Every line from the line containing "assert_eq!(resp.status(), StatusCode::SERVICE_UNAVAILABLE);" through the final line below is to be repeated exactly; no other line is.
Raw data Block Start
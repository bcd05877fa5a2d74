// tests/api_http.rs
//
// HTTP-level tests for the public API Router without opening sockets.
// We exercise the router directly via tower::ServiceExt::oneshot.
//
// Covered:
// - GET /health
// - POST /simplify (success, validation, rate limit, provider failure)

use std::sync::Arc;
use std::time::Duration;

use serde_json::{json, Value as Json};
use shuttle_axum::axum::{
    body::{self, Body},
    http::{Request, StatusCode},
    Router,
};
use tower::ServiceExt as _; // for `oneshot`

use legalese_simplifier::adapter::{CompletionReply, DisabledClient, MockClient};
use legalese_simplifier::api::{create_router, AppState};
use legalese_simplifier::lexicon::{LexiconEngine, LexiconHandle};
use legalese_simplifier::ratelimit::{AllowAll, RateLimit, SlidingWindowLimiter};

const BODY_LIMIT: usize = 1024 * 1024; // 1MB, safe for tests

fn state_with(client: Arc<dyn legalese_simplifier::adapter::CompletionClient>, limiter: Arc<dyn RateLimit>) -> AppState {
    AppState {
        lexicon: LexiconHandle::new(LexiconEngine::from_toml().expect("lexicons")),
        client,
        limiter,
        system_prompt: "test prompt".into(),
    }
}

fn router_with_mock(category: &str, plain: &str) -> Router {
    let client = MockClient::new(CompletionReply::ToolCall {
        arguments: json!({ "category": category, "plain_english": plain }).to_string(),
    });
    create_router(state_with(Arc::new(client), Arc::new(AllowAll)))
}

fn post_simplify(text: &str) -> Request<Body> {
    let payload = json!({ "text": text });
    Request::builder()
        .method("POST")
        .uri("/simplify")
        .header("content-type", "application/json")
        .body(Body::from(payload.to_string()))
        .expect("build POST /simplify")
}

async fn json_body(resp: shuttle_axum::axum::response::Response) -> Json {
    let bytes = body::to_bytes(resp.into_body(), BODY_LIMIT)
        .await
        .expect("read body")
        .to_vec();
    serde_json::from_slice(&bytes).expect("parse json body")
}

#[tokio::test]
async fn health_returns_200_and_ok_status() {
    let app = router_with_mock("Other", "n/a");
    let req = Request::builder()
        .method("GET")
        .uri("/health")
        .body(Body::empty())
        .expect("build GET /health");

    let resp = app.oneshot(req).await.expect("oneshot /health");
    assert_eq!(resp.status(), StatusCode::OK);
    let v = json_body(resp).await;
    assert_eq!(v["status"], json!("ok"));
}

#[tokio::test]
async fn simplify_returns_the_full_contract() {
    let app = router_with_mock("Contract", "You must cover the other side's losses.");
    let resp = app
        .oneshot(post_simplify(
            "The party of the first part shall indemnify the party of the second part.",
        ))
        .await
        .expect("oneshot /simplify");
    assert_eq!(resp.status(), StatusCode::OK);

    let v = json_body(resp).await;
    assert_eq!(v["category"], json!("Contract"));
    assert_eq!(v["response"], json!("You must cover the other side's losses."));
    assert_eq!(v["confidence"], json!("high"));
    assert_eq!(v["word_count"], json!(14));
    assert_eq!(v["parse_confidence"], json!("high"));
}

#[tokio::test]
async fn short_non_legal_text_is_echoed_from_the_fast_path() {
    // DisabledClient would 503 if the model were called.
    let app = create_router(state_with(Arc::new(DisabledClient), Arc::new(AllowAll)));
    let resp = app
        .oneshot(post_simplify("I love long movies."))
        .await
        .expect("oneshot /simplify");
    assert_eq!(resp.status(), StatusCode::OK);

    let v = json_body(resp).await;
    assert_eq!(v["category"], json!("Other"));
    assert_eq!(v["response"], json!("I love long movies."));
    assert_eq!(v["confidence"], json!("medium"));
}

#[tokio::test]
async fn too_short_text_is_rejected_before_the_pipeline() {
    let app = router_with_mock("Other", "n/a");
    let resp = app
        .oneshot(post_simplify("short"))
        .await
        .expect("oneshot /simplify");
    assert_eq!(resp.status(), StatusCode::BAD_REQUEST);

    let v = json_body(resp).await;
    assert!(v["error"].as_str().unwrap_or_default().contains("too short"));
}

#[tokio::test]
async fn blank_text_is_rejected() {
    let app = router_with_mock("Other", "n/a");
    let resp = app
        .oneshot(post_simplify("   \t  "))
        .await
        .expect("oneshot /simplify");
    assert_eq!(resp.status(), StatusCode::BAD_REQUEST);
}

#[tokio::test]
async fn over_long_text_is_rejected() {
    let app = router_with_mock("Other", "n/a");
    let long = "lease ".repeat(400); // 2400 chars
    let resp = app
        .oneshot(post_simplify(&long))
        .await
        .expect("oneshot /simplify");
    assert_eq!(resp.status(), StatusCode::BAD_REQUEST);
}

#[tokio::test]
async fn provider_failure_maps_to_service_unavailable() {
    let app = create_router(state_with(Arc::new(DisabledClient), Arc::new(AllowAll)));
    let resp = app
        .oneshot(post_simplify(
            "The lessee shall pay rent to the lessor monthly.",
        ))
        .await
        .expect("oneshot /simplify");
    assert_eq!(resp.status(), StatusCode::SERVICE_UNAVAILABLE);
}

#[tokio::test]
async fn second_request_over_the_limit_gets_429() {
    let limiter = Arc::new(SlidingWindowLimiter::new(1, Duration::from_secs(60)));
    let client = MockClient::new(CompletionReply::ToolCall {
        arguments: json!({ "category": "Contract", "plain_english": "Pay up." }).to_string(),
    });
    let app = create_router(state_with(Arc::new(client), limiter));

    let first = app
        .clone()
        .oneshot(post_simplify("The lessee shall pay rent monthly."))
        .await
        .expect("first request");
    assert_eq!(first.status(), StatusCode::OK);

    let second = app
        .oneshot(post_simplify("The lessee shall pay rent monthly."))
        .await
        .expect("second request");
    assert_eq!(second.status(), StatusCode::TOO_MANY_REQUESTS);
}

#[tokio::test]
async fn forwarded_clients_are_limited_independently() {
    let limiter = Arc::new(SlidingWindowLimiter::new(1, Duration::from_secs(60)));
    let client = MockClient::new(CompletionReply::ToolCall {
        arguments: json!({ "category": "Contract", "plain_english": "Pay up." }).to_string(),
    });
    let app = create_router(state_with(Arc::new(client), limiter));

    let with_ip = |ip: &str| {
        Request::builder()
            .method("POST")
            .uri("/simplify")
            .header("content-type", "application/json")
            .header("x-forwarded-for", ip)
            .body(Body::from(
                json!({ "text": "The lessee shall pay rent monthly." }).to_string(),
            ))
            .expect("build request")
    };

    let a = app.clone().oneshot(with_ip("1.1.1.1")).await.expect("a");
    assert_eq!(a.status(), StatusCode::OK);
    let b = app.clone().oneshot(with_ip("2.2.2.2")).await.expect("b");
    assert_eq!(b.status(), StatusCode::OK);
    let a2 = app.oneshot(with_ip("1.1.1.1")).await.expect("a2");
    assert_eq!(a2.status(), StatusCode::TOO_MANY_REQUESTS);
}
Raw data Block End
**Solved problem**
    assert_eq!(resp.status(), StatusCode::SERVICE_UNAVAILABLE);
}

#[tokio::test]
async fn second_request_over_the_limit_gets_429() {
    let limiter = Arc::new(SlidingWindowLimiter::new(1, Duration::from_secs(60)));
    let client = MockClient::new(CompletionReply::ToolCall {
        arguments: json!({ "category": "Contract", "plain_english": "Pay up." }).to_string(),
    });
    let app = create_router(state_with(Arc::new(client), limiter));

    let first = app
        .clone()
        .oneshot(post_simplify("The lessee shall pay rent monthly."))
        .await
        .expect("first request");
    assert_eq!(first.status(), StatusCode::OK);

    let second = app
        .oneshot(post_simplify("The lessee shall pay rent monthly."))
        .await
        .expect("second request");
    assert_eq!(second.status(), StatusCode::TOO_MANY_REQUESTS);
}

#[tokio::test]
async fn forwarded_clients_are_limited_independently() {
    let limiter = Arc::new(SlidingWindowLimiter::new(1, Duration::from_secs(60)));
    let client = MockClient::new(CompletionReply::ToolCall {
        arguments: json!({ "category": "Contract", "plain_english": "Pay up." }).to_string(),
    });
    let app = create_router(state_with(Arc::new(client), limiter));

    let with_ip = |ip: &str| {
        Request::builder()
            .method("POST")
            .uri("/simplify")
            .header("content-type", "application/json")
            .header("x-forwarded-for", ip)
            .body(Body::from(
                json!({ "text": "The lessee shall pay rent monthly." }).to_string(),
            ))
            .expect("build request")
    };

    let a = app.clone().oneshot(with_ip("1.1.1.1")).await.expect("a");
    assert_eq!(a.status(), StatusCode::OK);
    let b = app.clone().oneshot(with_ip("2.2.2.2")).await.expect("b");
    assert_eq!(b.status(), StatusCode::OK);
    let a2 = app.oneshot(with_ip("1.1.1.1")).await.expect("a2");
    assert_eq!(a2.status(), StatusCode::TOO_MANY_REQUESTS);
}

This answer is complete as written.